Пинки бросилась к нему.

— Почему ты тогда так испугался, раз у тебя такое на стене?

— Не хотелось бы, чтобы тебя постигла такая участь.

— Меня?! На такое меня точно никто не вынудит!

— Это ты только так думаешь.

Лукас остановился у своего стола. На мгновение он замялся, но вместо того, чтобы сесть за стол, резко захлопнул ӧссенскую книгу. Затем повернулся к Пинки, оперся о стол и посмотрел на нее.

— Ну же, Пинкертинка. Давай оставим все это? — произнес он.— Выкладывай уже.

Его убаюкивающий голос растворял всю ее уверенность, но она должна была держаться.

— Я… я не понимаю…

— Пинкертинка!

Она лишь беспомощно качала головой. И храбро, изо всех сил, старалась удержать на лице улыбку, однако уже ясно чувствовала, что все это может закончиться плачем.

Лукас вздохнул. Он подошел к Пинки, обнял ее за плечи и отвел к дивану. Уселся поудобнее и заложил руки за голову. Она же сидела неудобно, опустив руки на колени — на море невозможных рюшечек, под которыми неудержимо тряслись ее колени. «Я должна молчать,— внушала она себе.— Нет, я не смогу молчать, если он начнет спрашивать,— пришлось ей признать.— Если он настойчиво взглянет на меня, я точно разревусь». При мысли о подобном взгляде в памяти неминуемо всплыло воспоминание об ужасном, душераздирающем случае с инопланетными глазами. «Какой ужас! Паутина раскаленной проволоки. Из трёигрӱ нет выхода».

Но глаза Лукаса были закрыты.

— Вот что забавно,— раздался его голос.— Ты боишься меня намного больше, чем их. Это большая ошибка. Что я, по-твоему, могу с тобой сделать? Позволь угадать. Я, старый насильник, затащу тебя в подвал и начну душить чулком. Конечно.

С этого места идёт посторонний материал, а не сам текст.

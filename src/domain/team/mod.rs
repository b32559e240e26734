//! Teams: registry-backed lookups, team tags, and team-scoped
//! experiment/item categories and statuses.

pub mod client;

pub use client::{TeamScoped, TeamSelector, Teams};
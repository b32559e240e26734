//! HTTP layer — blocking transport with retry policies and pagination.

pub mod client;
pub mod paging;
pub mod retry;

pub use client::ElabHttp;
pub use paging::{PageLimit, DEFAULT_PAGE_SIZE};
pub use retry::{RetryConfig, RetryPolicy};

pub use reqwest::Method;
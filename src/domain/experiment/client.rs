//! Experiments sub-client.

use crate::client::ElabClient;
use crate::domain::q;
use crate::error::{HttpError, SdkError, ValidationError};
use crate::http::Method;
use crate::shared::Record;

/// Sub-client for experiment operations.
pub struct Experiments<'a> {
    pub(crate) client: &'a ElabClient,
}

/// How to address an experiments category in [`Experiments::set_category`].
#[derive(Debug, Clone, PartialEq, Eq)]
pub enum CategorySelector {
    Id(i64),
    /// Resolved against the current team's category list; an unknown
    /// name is a validation error, raised before the PATCH goes out.
    Name(String),
}

impl<'a> Experiments<'a> {
    /// All experiments visible to the authenticated user.
    pub fn list(&self) -> Result<Vec<Record>, SdkError> {
        Ok(self.client.get_all("experiments", &[])?)
    }

    /// Experiments whose status matches `status`.
    pub fn by_status(&self, status: &str) -> Result<Vec<Record>, SdkError> {
        Ok(self
            .client
            .get_all("experiments", &[q(format!("status:\"{status}\""))])?)
    }

    /// Experiments whose category matches `category`.
    pub fn by_category(&self, category: &str) -> Result<Vec<Record>, SdkError> {
        Ok(self
            .client
            .get_all("experiments", &[q(format!("category:\"{category}\""))])?)
    }

    /// Look an experiment up by its unique `elabid`.
    pub fn by_elabid(&self, elabid: &str) -> Result<Option<Record>, SdkError> {
        let matches = self
            .client
            .get_all("experiments", &[q(format!("elabid:{elabid}"))])?;
        Ok(matches.into_iter().next())
    }

    /// One experiment by id. Cached for the client's lifetime; use
    /// [`ElabClient::clear_all_caches`] to force a refetch.
    pub fn get(&self, experiment_id: i64) -> Result<Record, SdkError> {
        Ok(self.client.experiment_cache.get_or_fetch(experiment_id, || {
            self.client
                .get_one(&format!("experiments/{experiment_id}"), &[])
        })?)
    }

    /// Move an experiment to a category, addressed by id or by name.
    pub fn set_category(
        &self,
        experiment_id: i64,
        category: CategorySelector,
    ) -> Result<Record, SdkError> {
        let category_id = match category {
            CategorySelector::Id(id) => id,
            CategorySelector::Name(name) => {
                let categories = self
                    .client
                    .get_all("teams/current/experiments_categories", &[])?;
                categories
                    .iter()
                    .find(|c| c.title() == Some(name.as_str()))
                    .and_then(Record::id)
                    .ok_or(ValidationError::UnknownCategory(name))?
            }
        };

        let body = serde_json::json!({ "category": category_id });
        let endpoint = format!("experiments/{experiment_id}");
        self.client
            .write_one(Method::PATCH, &endpoint, &body)?
            .ok_or_else(|| {
                SdkError::Http(HttpError::NotFound(format!(
                    "{endpoint} returned no record"
                )))
            })
    }

    /// Web-view URL for an experiment, derived client-side from the API
    /// base URL.
    pub fn sharelink(&self, experiment_id: i64) -> String {
        let base = self.client.http.base_url();
        let root = base.split("/api/").next().unwrap_or(base);
        format!("{root}/experiments.php?mode=view&id={experiment_id}")
    }
}

#[cfg(test)]
mod tests {
    use crate::client::ElabClient;

    fn client(base_url: &str) -> ElabClient {
        ElabClient::builder()
            .base_url(base_url)
            .api_key("test-key")
            .build()
            .expect("client should build")
    }

    #[test]
    fn test_sharelink_drops_the_api_path() {
        let client = client("https://elab.example.org/api/v2/");
        assert_eq!(
            client.experiments().sharelink(42),
            "https://elab.example.org/experiments.php?mode=view&id=42"
        );
    }

    #[test]
    fn test_sharelink_without_api_suffix_uses_base() {
        let client = client("https://elab.example.org");
        assert_eq!(
            client.experiments().sharelink(1),
            "https://elab.example.org/experiments.php?mode=view&id=1"
        );
    }
}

— Ты не понимаешь,— выдавила Пинки.

Блеск его взгляда — прозрачная серость.

— Что же тут непонятного? — усмехнулся он.— С тобой что-то произошло. Это точно связано с Ӧссе, вполне возможно, с моим отцом, и непременно со мной. С гӧмершаӱлом — да. С корабельным ӧссеином — да. С лардӧкавӧарами — совсем нет, судя по дальнейшим твоим вопросам. Это произошло давно — как ты сама говоришь, «давным-давно», но сейчас что-то оживило твои воспоминания. Тебе нужно узнать что-то от меня, что-то об Ӧссе, но ты не можешь спросить прямо. Тебе нельзя говорить об этом, но ты не можешь молчать.

Пинки ошарашенно смотрела на него.

Лукас отвернулся и снова закрыл глаза.

— Ты до сих пор не понимаешь, Пинкертинка,— произнес он.— Все, что связано с Ӧссе, может быть смертельно опасно. Если я прав и дело касается меня, я могу оказаться под угрозой. Что-то может нарушить мои планы. Также я могу оказаться в неприятной ситуации, ничего не подозревая. Велик соблазн подчиниться чувству самосохранения и просто выбить из тебя все, что мне нужно знать.

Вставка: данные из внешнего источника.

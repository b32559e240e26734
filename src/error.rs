//! Unified SDK error types.

use std::path::PathBuf;
use thiserror::Error;

/// Top-level SDK error.
#[derive(Error, Debug)]
pub enum SdkError {
    #[error("HTTP error: {0}")]
    Http(#[from] HttpError),

    #[error("Configuration error: {0}")]
    Config(#[from] ConfigError),

    #[error(transparent)]
    Validation(#[from] ValidationError),

    #[error("Serialization error: {0}")]
    Serde(#[from] serde_json::Error),

    #[error("I/O error: {0}")]
    Io(#[from] std::io::Error),

    #[error("{0}")]
    Other(String),
}

/// HTTP-layer errors.
#[derive(Error, Debug)]
pub enum HttpError {
    #[error("Request failed: {0}")]
    Reqwest(#[from] reqwest::Error),

    #[error("Server error {status}: {body}")]
    ServerError { status: u16, body: String },

    #[error("Unauthorized")]
    Unauthorized,

    #[error("Not found: {0}")]
    NotFound(String),

    #[error("Bad request: {0}")]
    BadRequest(String),

    #[error("API key cannot be used as a header value")]
    InvalidApiKey,

    #[error("Max retries exceeded after {attempts} attempts: {last_error}")]
    MaxRetriesExceeded { attempts: u32, last_error: String },
}

/// Caller mistakes caught before any network activity.
#[derive(Error, Debug)]
pub enum ValidationError {
    #[error("format {0:?} is not one of the allowed export formats")]
    InvalidExportFormat(String),

    #[error("category {0:?} was not found in this team's list of categories")]
    UnknownCategory(String),

    #[error("{} already exists; pass overwrite to replace it", .0.display())]
    OutputExists(PathBuf),
}

/// Missing or unusable client configuration.
#[derive(Error, Debug)]
pub enum ConfigError {
    #[error("environment variable {0} is not set")]
    MissingVar(&'static str),

    #[error("client builder is missing {0}")]
    MissingField(&'static str),
}
//! Resource items (the database side of the notebook).

pub mod client;

pub use client::Items;
//! Items sub-client.

use crate::client::ElabClient;
use crate::error::SdkError;
use crate::shared::Record;

/// Sub-client for resource items.
pub struct Items<'a> {
    pub(crate) client: &'a ElabClient,
}

impl<'a> Items<'a> {
    /// All items visible to the authenticated user.
    pub fn list(&self) -> Result<Vec<Record>, SdkError> {
        Ok(self.client.get_all("items", &[])?)
    }

    /// One item by id. Cached for the client's lifetime.
    pub fn get(&self, item_id: i64) -> Result<Record, SdkError> {
        Ok(self.client.item_cache.get_or_fetch(item_id, || {
            self.client.get_one(&format!("items/{item_id}"), &[])
        })?)
    }
}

— Нет! — пришла в ужас Пинки.

— Тебе наверняка станет легче, если ты скажешь мне.

— Нет.

Лукас вздохнул.

— В таком случае я попрошу тебя лишь об одном,— сказал он.— И это действительно важно. Если это связано со мной и ты все-таки не хочешь мне рассказывать — не рассказывай и никому другому.

— Я бы никогда… — выпалила Пинки.

И тут же замерла. «Ох. Я ведь именно это и сделала».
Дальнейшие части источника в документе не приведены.